Huang Shijie Dec. 5, 2016, 9:17 a.m. UTC

When testing the gigantic page whose order is too large for the buddy
allocator, the libhugetlbfs test case "counter.sh" will fail.

The counter.sh is just a wrapper for counter.c, you can find them in:
  https://github.com/libhugetlbfs/libhugetlbfs/blob/master/tests/counters.c
  https://github.com/libhugetlbfs/libhugetlbfs/blob/master/tests/counters.sh

Please see the error log below:
 ............................................
    ........
    quota.sh (32M: 64):	PASS
    counters.sh (32M: 64):	FAIL mmap failed: Invalid argument
    ********** TEST SUMMARY
    *                      32M
    *                      32-bit 64-bit
    *     Total testcases:     0     87
    *             Skipped:     0      0
    *                PASS:     0     86
    *                FAIL:     0      1
    *    Killed by signal:     0      0
    *   Bad configuration:     0      0
    *       Expected FAIL:     0      0
    *     Unexpected PASS:     0      0
    * Strange test result:     0      0
    **********
 ............................................

The failure is caused by:
 1) kernel fails to allocate a gigantic page for the surplus case.
    And the gather_surplus_pages() will return NULL in the end.

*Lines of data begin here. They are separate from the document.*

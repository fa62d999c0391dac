use std::io::Write;

use catalog::{FileItemSource, Item, ItemCollection, ItemSource};
use criterion::{Criterion, criterion_group, criterion_main};
use serde_json::json;

const CATEGORIES: [&str; 4] = ["books", "games", "music", "tools"];

/// Build a collection of N items spread evenly across the categories.
fn make_collection(n: usize) -> ItemCollection {
    (0..n)
        .map(|i| {
            Item::new(json!({
                "id": i,
                "name": format!("item-{i}"),
                "category": CATEGORIES[i % CATEGORIES.len()],
            }))
        })
        .collect()
}

fn bench_filter_10000_items(c: &mut Criterion) {
    let collection = make_collection(10_000);
    let category = json!("games");

    c.bench_function("catalog/filter_10000_items", |b| {
        b.iter(|| collection.clone().filter_by_category(&category));
    });
}

fn bench_load_1000_items_from_file(c: &mut Criterion) {
    let rt = tokio::runtime::Runtime::new().unwrap();
    let mut file = tempfile::NamedTempFile::new().unwrap();
    serde_json::to_writer(&mut file, &make_collection(1_000)).unwrap();
    file.flush().unwrap();
    let source = FileItemSource::new(file.path());

    c.bench_function("catalog/load_1000_items_from_file", |b| {
        b.iter(|| {
            rt.block_on(async {
                source.load().await.unwrap();
            });
        });
    });
}

criterion_group!(
    benches,
    bench_filter_10000_items,
    bench_load_1000_items_from_file
);
criterion_main!(benches);
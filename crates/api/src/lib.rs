//! HTTP API server for the item catalog.
//!
//! Serves a liveness check, the item listing and a category filter over a
//! static JSON document, with structured logging (tracing) and Prometheus
//! metrics.

pub mod config;
pub mod error;
pub mod routes;

use std::sync::Arc;

use axum::Router;
use axum::routing::{get, post};
use catalog::{FileItemSource, ItemSource};
use metrics_exporter_prometheus::PrometheusHandle;
use tower_http::cors::{Any, CorsLayer};
use tower_http::trace::TraceLayer;

use config::Config;
use routes::items::AppState;

/// Creates the Axum application router with all routes and shared state.
pub fn create_app<S: ItemSource + 'static>(
    state: Arc<AppState<S>>,
    metrics_handle: PrometheusHandle,
) -> Router {
    let metrics_router = Router::new()
        .route("/metrics", get(routes::metrics::get))
        .with_state(metrics_handle);

    Router::new()
        .route("/health", get(routes::health::check))
        .route("/items", get(routes::items::list::<S>))
        .route("/items/filter", post(routes::items::filter::<S>))
        .with_state(state)
        .merge(metrics_router)
        .layer(
            CorsLayer::new()
                .allow_origin(Any)
                .allow_methods(Any)
                .allow_headers(Any),
        )
        .layer(TraceLayer::new_for_http())
}

/// Creates the default application state reading items from the configured file.
pub fn create_default_state(config: &Config) -> Arc<AppState<FileItemSource>> {
    Arc::new(AppState {
        items: FileItemSource::new(&config.data_file),
    })
}
use cubex_vite_schema::SchemaError;
use thiserror::Error;

pub type Result<T> = std::result::Result<T, ResolveError>;

#[derive(Debug, Error)]
pub enum ResolveError {
    /// The manifest exists but could not be parsed.
    #[error(transparent)]
    Schema(#[from] SchemaError),
}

 2) The condition checks for "over-commit" is wrong.

This patch does following things:

 1) This patch changes the condition checks for:
     return_unused_surplus_pages()
     nr_overcommit_hugepages_store()
     hugetlb_overcommit_handler()

 2) This patch introduces two helper functions:
    huge_nodemask() and __hugetlb_alloc_gigantic_page().
    Please see the descritions in the two functions.

 3) This patch uses __hugetlb_alloc_gigantic_page() to allocate the
    gigantic page in the __alloc_huge_page(). After this patch,
    gather_surplus_pages() can return a gigantic page for the surplus case.

After this patch, the counter.sh can pass for the gigantic page.

Signed-off-by: Huang Shijie <shijie.huang@arm.com>
---
 include/linux/mempolicy.h |  8 +++++
 mm/hugetlb.c              | 77 +++++++++++++++++++++++++++++++++++++++++++----
 mm/mempolicy.c            | 44 +++++++++++++++++++++++++++
 3 files changed, 123 insertions(+), 6 deletions(-)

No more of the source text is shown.